_Work required_
Pick out each line of the records that includes the string "iter", and copy it.

Records START

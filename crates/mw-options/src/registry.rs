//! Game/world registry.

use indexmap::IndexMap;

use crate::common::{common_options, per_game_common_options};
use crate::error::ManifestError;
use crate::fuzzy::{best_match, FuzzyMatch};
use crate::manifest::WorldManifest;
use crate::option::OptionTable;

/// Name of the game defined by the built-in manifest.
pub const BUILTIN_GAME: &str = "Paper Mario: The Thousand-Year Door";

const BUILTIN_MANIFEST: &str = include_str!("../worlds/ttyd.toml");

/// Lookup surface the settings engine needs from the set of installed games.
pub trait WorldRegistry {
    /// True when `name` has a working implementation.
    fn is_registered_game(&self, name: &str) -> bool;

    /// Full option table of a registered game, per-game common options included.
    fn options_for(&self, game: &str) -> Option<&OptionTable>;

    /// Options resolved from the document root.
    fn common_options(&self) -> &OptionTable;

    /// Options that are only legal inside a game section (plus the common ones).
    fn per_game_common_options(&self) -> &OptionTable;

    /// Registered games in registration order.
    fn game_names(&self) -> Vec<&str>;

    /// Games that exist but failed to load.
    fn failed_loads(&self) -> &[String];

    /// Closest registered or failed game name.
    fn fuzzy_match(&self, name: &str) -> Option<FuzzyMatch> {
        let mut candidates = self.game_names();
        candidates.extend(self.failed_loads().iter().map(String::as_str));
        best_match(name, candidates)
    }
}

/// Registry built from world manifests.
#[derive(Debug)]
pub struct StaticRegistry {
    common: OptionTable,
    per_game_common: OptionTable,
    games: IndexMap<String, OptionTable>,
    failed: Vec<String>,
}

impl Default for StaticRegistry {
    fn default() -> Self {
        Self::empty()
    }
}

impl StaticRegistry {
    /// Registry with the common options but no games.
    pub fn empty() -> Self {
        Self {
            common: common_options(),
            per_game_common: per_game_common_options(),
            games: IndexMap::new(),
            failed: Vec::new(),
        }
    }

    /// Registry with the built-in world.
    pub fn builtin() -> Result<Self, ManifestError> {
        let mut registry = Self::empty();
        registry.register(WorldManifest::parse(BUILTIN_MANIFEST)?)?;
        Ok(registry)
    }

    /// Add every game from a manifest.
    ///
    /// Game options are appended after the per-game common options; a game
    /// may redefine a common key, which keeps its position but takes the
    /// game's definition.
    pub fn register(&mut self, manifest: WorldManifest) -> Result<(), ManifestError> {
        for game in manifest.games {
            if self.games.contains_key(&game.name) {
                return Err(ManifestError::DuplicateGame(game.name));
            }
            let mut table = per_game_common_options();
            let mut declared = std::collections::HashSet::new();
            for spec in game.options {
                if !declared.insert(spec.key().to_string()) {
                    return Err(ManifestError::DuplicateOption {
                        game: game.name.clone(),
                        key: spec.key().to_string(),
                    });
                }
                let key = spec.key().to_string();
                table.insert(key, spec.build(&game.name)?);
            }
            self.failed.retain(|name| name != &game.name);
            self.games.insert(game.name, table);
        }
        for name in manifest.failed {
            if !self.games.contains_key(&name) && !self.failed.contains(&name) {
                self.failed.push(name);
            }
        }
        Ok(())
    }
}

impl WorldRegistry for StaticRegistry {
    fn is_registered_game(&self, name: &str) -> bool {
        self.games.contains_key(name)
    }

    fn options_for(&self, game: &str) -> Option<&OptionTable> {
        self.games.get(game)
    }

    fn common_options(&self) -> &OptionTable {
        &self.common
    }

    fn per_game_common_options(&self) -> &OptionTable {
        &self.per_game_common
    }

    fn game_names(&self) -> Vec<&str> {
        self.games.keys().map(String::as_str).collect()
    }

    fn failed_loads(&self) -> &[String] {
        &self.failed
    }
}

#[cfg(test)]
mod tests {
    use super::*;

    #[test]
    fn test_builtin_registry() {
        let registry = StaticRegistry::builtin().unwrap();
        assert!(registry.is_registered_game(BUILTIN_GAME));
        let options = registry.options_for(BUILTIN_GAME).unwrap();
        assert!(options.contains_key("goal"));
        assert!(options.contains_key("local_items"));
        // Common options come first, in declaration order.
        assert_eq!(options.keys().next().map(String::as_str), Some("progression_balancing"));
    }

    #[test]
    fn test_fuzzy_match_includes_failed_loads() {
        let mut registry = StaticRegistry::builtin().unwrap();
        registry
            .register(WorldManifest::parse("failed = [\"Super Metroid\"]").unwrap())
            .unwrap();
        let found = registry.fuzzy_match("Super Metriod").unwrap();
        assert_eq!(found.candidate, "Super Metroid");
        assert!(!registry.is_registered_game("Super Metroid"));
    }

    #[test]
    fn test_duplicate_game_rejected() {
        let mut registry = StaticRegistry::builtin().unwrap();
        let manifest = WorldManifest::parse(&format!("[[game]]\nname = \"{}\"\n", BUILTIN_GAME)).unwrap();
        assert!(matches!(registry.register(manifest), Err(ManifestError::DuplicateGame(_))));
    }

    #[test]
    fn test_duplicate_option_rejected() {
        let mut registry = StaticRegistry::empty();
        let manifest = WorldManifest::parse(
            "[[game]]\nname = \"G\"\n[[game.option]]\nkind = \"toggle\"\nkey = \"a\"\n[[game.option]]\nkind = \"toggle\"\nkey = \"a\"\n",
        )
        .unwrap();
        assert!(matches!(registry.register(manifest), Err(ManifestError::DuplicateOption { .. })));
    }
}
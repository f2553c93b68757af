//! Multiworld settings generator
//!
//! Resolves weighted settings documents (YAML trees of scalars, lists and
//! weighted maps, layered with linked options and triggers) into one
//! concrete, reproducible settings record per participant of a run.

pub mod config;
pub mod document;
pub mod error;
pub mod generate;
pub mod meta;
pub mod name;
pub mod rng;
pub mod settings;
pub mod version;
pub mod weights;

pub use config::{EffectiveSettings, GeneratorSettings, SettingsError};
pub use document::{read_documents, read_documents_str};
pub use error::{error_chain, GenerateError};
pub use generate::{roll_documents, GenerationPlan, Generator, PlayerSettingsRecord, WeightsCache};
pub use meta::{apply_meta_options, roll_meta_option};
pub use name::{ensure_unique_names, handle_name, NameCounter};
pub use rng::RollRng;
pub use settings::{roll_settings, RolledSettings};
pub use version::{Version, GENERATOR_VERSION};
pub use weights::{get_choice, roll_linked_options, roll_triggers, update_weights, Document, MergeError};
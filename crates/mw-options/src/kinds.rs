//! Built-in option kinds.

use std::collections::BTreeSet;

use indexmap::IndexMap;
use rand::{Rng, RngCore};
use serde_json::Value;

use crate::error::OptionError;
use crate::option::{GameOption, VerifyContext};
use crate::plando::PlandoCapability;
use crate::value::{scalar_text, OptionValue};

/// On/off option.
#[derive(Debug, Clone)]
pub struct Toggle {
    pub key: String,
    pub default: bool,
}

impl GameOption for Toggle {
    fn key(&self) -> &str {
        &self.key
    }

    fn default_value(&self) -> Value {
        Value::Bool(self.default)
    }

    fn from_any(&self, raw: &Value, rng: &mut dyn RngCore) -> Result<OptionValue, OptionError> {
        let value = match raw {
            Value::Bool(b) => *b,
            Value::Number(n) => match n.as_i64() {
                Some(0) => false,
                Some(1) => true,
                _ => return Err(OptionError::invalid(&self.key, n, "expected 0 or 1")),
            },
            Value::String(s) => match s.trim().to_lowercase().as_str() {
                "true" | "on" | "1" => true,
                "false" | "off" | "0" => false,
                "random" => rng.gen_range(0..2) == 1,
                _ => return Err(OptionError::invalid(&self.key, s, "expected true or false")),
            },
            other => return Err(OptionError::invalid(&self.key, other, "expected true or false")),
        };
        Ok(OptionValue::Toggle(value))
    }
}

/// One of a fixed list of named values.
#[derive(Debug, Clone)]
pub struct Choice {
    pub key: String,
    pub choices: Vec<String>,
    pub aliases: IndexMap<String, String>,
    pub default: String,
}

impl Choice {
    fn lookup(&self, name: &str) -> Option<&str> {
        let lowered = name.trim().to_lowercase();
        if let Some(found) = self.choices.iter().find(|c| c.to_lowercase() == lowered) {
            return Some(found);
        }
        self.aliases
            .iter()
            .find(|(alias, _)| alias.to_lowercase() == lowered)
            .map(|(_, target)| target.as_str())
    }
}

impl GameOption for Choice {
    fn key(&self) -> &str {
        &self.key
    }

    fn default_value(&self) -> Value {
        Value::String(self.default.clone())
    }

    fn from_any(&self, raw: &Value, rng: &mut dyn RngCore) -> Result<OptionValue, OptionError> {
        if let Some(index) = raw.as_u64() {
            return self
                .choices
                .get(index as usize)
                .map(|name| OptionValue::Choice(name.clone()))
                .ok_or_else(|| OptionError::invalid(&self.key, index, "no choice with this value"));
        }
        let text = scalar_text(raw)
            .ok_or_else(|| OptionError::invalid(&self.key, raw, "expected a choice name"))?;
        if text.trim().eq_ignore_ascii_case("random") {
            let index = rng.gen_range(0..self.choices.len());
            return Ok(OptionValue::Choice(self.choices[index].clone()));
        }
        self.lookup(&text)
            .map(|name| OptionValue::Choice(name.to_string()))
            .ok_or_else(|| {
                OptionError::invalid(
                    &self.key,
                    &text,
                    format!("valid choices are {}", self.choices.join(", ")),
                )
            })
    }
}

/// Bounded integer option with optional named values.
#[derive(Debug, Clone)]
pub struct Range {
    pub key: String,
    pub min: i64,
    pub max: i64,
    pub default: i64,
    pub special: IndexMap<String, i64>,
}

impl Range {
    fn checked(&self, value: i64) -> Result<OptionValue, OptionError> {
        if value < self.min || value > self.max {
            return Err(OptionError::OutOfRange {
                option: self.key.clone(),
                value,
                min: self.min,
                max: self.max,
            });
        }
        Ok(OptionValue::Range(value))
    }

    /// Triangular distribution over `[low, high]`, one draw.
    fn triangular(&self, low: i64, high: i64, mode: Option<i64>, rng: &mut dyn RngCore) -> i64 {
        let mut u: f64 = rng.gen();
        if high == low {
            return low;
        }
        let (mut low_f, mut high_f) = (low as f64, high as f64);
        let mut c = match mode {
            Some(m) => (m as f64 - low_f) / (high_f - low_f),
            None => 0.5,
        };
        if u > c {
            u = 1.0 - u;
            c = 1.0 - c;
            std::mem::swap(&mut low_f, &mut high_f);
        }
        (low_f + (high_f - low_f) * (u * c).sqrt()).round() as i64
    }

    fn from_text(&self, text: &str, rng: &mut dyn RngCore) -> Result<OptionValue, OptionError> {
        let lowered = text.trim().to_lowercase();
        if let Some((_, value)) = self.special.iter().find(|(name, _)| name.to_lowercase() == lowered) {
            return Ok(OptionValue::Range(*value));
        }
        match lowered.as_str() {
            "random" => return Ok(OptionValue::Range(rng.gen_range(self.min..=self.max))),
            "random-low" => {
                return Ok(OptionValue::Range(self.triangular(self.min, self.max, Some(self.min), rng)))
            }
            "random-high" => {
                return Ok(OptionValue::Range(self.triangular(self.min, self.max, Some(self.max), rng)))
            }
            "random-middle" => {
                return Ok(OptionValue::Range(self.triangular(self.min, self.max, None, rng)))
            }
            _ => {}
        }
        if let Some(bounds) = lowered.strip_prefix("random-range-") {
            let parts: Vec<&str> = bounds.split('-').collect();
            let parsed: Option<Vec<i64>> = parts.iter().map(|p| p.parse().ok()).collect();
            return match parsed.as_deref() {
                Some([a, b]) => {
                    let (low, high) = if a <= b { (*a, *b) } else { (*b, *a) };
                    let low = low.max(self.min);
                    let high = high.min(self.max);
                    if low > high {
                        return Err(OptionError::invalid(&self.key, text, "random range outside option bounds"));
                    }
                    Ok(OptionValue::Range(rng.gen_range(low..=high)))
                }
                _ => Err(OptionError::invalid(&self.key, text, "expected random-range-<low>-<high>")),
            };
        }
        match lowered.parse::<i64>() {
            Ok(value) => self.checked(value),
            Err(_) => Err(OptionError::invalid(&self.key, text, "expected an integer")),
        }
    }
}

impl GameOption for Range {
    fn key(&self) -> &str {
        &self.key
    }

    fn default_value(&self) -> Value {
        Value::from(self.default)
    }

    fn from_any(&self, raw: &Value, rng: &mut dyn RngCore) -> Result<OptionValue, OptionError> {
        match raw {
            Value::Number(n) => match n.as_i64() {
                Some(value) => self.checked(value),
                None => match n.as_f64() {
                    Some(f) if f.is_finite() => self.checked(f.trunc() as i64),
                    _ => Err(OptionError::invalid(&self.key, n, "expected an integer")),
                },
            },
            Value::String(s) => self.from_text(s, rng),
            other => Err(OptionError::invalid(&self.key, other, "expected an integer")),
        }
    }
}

Records END

_Written response_
        candidates.extend(self.failed_loads().iter().map(String::as_str));
        if let Some(found) = self.choices.iter().find(|c| c.to_lowercase() == lowered) {
            .iter()
        if let Some((_, value)) = self.special.iter().find(|(name, _)| name.to_lowercase() == lowered) {
            let parsed: Option<Vec<i64>> = parts.iter().map(|p| p.parse().ok()).collect();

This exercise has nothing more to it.